Lima Manor to close by end of year

LIMA — Long-term care facility Lima Manor will close later this year, as its parent company HCF Management consolidates services amid a decline in residents in Allen County skilled nursing facilities, the company confirmed via press release Monday.

“This was an extremely difficult decision due to the wonderfully loyal and dedicated staff and caregivers at Lima Manor, the residents that have made it home and HCF’s history and legacy in the Lima area,” Kerri Romes, president of HCF Management, said in a statement.

The company described the closure as a “strategic decision” to “right-size operations,” citing the decline in skilled nursing facility residents, availability of open beds in nearby HCF-owned facilities and anticipated investments needed to keep Lima Manor competitive.

HCF Management, a skilled nursing company based in Lima, manages dozens of nursing homes and assisted living communities in Ohio and Pennsylvania, including Shawnee Manor, Roselawn Manor and Burton’s Ridge in the Lima area.

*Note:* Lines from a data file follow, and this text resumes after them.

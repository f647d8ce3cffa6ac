//! # User Repository
//!
//! Login accounts: lookup, registration, session bookkeeping and admin
//! management.

use std::collections::HashMap;

use chrono::{DateTime, Utc};
use sea_orm::{
    ActiveModelTrait, ColumnTrait, ConnectionTrait, DatabaseConnection, EntityTrait,
    IntoActiveModel, PaginatorTrait, QueryFilter, QueryOrder, QuerySelect, Select, Set,
    TransactionTrait,
};

use super::PageRequest;
use crate::error::RepositoryError;
use crate::models::Role;
use crate::models::user::{self, ActiveModel as UserActiveModel, Entity as User, Model as UserModel};

/// Data for a new account
#[derive(Debug, Clone)]
pub struct NewUser {
    pub email: String,
    pub password_hash: String,
    pub role: Role,
    pub employee_id: Option<i32>,
}

/// Admin-editable account fields; `None` leaves the stored value alone
#[derive(Debug, Clone, Default)]
pub struct UserChanges {
    pub role: Option<Role>,
    pub is_active: Option<bool>,
    pub employee_id: Option<i32>,
}

pub struct UserRepository<'a> {
    db: &'a DatabaseConnection,
}

fn live() -> Select<User> {
    User::find().filter(user::Column::DeletedAt.is_null())
}

impl<'a> UserRepository<'a> {
    pub fn new(db: &'a DatabaseConnection) -> Self {
        Self { db }
    }

    pub async fn find_by_id(&self, id: i32) -> Result<Option<UserModel>, RepositoryError> {
        live()
            .filter(user::Column::Id.eq(id))
            .one(self.db)
            .await
            .map_err(RepositoryError::database_error)
    }

    /// Like [`find_by_id`](Self::find_by_id) but missing users are an error.
    pub async fn get(&self, id: i32) -> Result<UserModel, RepositoryError> {
        self.find_by_id(id)
            .await?
            .ok_or_else(|| RepositoryError::not_found("User not found"))
    }

    /// Live users among `ids`, keyed by id. Unknown ids are skipped.
    pub async fn find_by_ids(
        &self,
        ids: impl IntoIterator<Item = i32>,
    ) -> Result<HashMap<i32, UserModel>, RepositoryError> {
        let mut ids: Vec<i32> = ids.into_iter().collect();
        ids.sort_unstable();
        ids.dedup();
        if ids.is_empty() {
            return Ok(HashMap::new());
        }

        let users = live()
            .filter(user::Column::Id.is_in(ids))
            .all(self.db)
            .await
            .map_err(RepositoryError::database_error)?;

        Ok(users.into_iter().map(|u| (u.id, u)).collect())
    }

    pub async fn find_by_email(&self, email: &str) -> Result<Option<UserModel>, RepositoryError> {
        live()
            .filter(user::Column::Email.eq(email))
            .one(self.db)
            .await
            .map_err(RepositoryError::database_error)
    }

    /// Insert a new account. A taken email surfaces as a conflict.
    pub async fn create(
        &self,
        new_user: NewUser,
        now: DateTime<Utc>,
    ) -> Result<UserModel, RepositoryError> {
        let user = UserActiveModel {
            email: Set(new_user.email),
            password_hash: Set(new_user.password_hash),
            role: Set(new_user.role),
            is_active: Set(true),
            employee_id: Set(new_user.employee_id),
            created_at: Set(now.into()),
            updated_at: Set(now.into()),
            ..Default::default()
        };

        user.insert(self.db)
            .await
            .map_err(RepositoryError::unique_or_database("User already exists"))
    }

    /// Stamp a successful login and remember the refresh token just issued.
    pub async fn record_login(
        &self,
        user: UserModel,
        refresh_token: &str,
        now: DateTime<Utc>,
    ) -> Result<UserModel, RepositoryError> {
        let mut active = user.into_active_model();
        active.last_login = Set(Some(now.into()));
        active.refresh_token = Set(Some(refresh_token.to_string()));
        active.updated_at = Set(now.into());

        active
            .update(self.db)
            .await
            .map_err(RepositoryError::database_error)
    }

    pub async fn update_password(
        &self,
        user: UserModel,
        password_hash: String,
        now: DateTime<Utc>,
    ) -> Result<UserModel, RepositoryError> {
        let mut active = user.into_active_model();
        active.password_hash = Set(password_hash);
        // outstanding refresh tokens die with the old password
        active.refresh_token = Set(None);
        active.updated_at = Set(now.into());

        active
            .update(self.db)
            .await
            .map_err(RepositoryError::database_error)
    }

    /// Newest accounts first.
    pub async fn list(&self, page: PageRequest) -> Result<(Vec<UserModel>, u64), RepositoryError> {
        let total = live()
            .count(self.db)
            .await
            .map_err(RepositoryError::database_error)?;

        let users = live()
            .order_by_desc(user::Column::CreatedAt)
            .order_by_desc(user::Column::Id)
            .offset(page.offset())
            .limit(page.limit)
            .all(self.db)
            .await
            .map_err(RepositoryError::database_error)?;

        Ok((users, total))
    }

    pub async fn update(
        &self,
        id: i32,
        changes: UserChanges,
        now: DateTime<Utc>,
    ) -> Result<UserModel, RepositoryError> {
        let txn = self.db.begin().await.map_err(RepositoryError::database_error)?;

        let existing = live()
            .filter(user::Column::Id.eq(id))
            .one(&txn)
            .await
            .map_err(RepositoryError::database_error)?
            .ok_or_else(|| RepositoryError::not_found("User not found"))?;

        let demotes_admin = existing.role == Role::Admin
            && (changes.role.is_some_and(|role| role != Role::Admin)
                || changes.is_active == Some(false));
        if demotes_admin && count_active_admins(&txn).await? <= 1 {
            return Err(RepositoryError::business_rule(
                "Cannot demote or deactivate the last admin user",
            ));
        }

        let mut active = existing.into_active_model();
        if let Some(role) = changes.role {
            active.role = Set(role);
        }
        if let Some(is_active) = changes.is_active {
            active.is_active = Set(is_active);
            if !is_active {
                active.refresh_token = Set(None);
            }
        }
        if let Some(employee_id) = changes.employee_id {
            active.employee_id = Set(Some(employee_id));
        }
        active.updated_at = Set(now.into());

        let updated = active
            .update(&txn)
            .await
            .map_err(RepositoryError::database_error)?;
        txn.commit().await.map_err(RepositoryError::database_error)?;

        Ok(updated)
    }

    /// Soft-delete an account. The last remaining admin cannot be removed.
    pub async fn soft_delete(&self, id: i32, now: DateTime<Utc>) -> Result<(), RepositoryError> {
        let txn = self.db.begin().await.map_err(RepositoryError::database_error)?;

        let existing = live()
            .filter(user::Column::Id.eq(id))
            .one(&txn)
            .await
            .map_err(RepositoryError::database_error)?
            .ok_or_else(|| RepositoryError::not_found("User not found"))?;

        if existing.role == Role::Admin && count_admins(&txn).await? <= 1 {
            return Err(RepositoryError::business_rule(
                "Cannot delete the last admin user",
            ));
        }

        let mut active = existing.into_active_model();
        active.deleted_at = Set(Some(now.into()));
        active.refresh_token = Set(None);
        active.updated_at = Set(now.into());
        active
            .update(&txn)
            .await
            .map_err(RepositoryError::database_error)?;

        txn.commit().await.map_err(RepositoryError::database_error)?;
        Ok(())
    }

    pub async fn any_admin_exists(&self) -> Result<bool, RepositoryError> {
        Ok(count_admins(self.db).await? > 0)
    }
}

async fn count_admins<C: ConnectionTrait>(conn: &C) -> Result<u64, RepositoryError> {
    live()
        .filter(user::Column::Role.eq(Role::Admin))
        .count(conn)
        .await
        .map_err(RepositoryError::database_error)
}

async fn count_active_admins<C: ConnectionTrait>(conn: &C) -> Result<u64, RepositoryError> {
    live()
        .filter(user::Column::Role.eq(Role::Admin))
        .filter(user::Column::IsActive.eq(true))
        .count(conn)
        .await
        .map_err(RepositoryError::database_error)
}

Residents and staff will have the option to transfer to other HCF-owned facilities like Shawnee Manor, and meetings are already underway to assist in the transition, the company said.

HCF did not provide an exact timeline for when Lima Manor will close, though the closure is anticipated later this year.

The closure comes as thousands of caregivers have left the long-term care industry amid the coronavirus pandemic, worsening a staffing crisis in the nation’s nursing homes.

A recent survey from the American Health Care Association, a trade group representing long-term care facilities across the U.S., found that nearly half of assisted living providers said they may have to close if caregiver shortages continued, even after a majority of providers surveyed said they had increased wages in response to the staffing crisis.

One-third of providers surveyed said they were operating at a loss.

The AHCA estimates more than 200,000 nursing home workers have left the industry since the start of the coronavirus pandemic.